*** Begin section ***

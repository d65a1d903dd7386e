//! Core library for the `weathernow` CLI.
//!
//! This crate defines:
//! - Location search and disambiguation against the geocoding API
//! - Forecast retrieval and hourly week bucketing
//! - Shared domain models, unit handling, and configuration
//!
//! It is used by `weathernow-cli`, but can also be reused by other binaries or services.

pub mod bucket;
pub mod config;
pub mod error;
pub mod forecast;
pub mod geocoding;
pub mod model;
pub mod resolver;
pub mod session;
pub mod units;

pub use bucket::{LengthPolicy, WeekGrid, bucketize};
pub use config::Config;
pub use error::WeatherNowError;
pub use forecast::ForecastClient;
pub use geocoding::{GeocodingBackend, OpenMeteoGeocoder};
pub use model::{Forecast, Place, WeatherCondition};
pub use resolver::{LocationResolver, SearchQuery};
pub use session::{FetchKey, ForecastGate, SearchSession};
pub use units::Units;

*** End section ***
*** Begin section ***

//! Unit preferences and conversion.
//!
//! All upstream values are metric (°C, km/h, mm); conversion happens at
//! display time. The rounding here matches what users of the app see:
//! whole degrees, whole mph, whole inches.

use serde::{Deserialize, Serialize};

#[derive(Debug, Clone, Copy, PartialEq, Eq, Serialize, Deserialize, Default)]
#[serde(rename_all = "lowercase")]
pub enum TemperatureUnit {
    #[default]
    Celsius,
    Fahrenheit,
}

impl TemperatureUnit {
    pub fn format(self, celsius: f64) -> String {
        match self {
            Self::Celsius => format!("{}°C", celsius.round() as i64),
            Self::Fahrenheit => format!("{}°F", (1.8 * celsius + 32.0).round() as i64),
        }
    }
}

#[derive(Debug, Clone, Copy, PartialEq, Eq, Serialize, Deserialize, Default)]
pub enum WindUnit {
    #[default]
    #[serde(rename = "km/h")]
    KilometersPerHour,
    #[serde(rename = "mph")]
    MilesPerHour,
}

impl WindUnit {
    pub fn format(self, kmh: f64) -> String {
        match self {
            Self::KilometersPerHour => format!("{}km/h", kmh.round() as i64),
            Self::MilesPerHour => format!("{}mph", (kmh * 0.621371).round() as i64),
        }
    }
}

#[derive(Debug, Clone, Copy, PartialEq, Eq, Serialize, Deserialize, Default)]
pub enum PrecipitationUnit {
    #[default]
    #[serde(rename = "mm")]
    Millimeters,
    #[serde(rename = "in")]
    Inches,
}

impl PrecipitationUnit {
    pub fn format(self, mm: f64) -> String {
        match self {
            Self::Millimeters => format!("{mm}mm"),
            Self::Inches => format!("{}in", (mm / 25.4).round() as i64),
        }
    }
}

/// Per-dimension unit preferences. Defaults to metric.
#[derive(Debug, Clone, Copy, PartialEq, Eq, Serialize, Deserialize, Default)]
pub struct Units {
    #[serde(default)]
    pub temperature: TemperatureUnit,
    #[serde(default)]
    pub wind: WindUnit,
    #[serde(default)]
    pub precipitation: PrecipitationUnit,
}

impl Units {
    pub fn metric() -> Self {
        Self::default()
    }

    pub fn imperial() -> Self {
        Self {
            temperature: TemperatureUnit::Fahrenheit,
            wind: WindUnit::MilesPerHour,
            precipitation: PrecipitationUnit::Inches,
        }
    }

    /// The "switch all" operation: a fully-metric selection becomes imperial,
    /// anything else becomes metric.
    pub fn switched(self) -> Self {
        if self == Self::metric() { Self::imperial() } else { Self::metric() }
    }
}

*** End section ***

◆ Directions
What are the lines, exactly as written above, from the line with "repository d65a1d903dd7386e" to the line with "pub use units::Units;", both included? Output only those.

◆ Result for this exercise
repository d65a1d903dd7386e
//! Core library for the `weathernow` CLI.
//!
//! This crate defines:
//! - Location search and disambiguation against the geocoding API
//! - Forecast retrieval and hourly week bucketing
//! - Shared domain models, unit handling, and configuration
//!
//! It is used by `weathernow-cli`, but can also be reused by other binaries or services.

pub mod bucket;
pub mod config;
pub mod error;
pub mod forecast;
pub mod geocoding;
pub mod model;
pub mod resolver;
pub mod session;
pub mod units;

pub use bucket::{LengthPolicy, WeekGrid, bucketize};
pub use config::Config;
pub use error::WeatherNowError;
pub use forecast::ForecastClient;
pub use geocoding::{GeocodingBackend, OpenMeteoGeocoder};
pub use model::{Forecast, Place, WeatherCondition};
pub use resolver::{LocationResolver, SearchQuery};
pub use session::{FetchKey, ForecastGate, SearchSession};
pub use units::Units;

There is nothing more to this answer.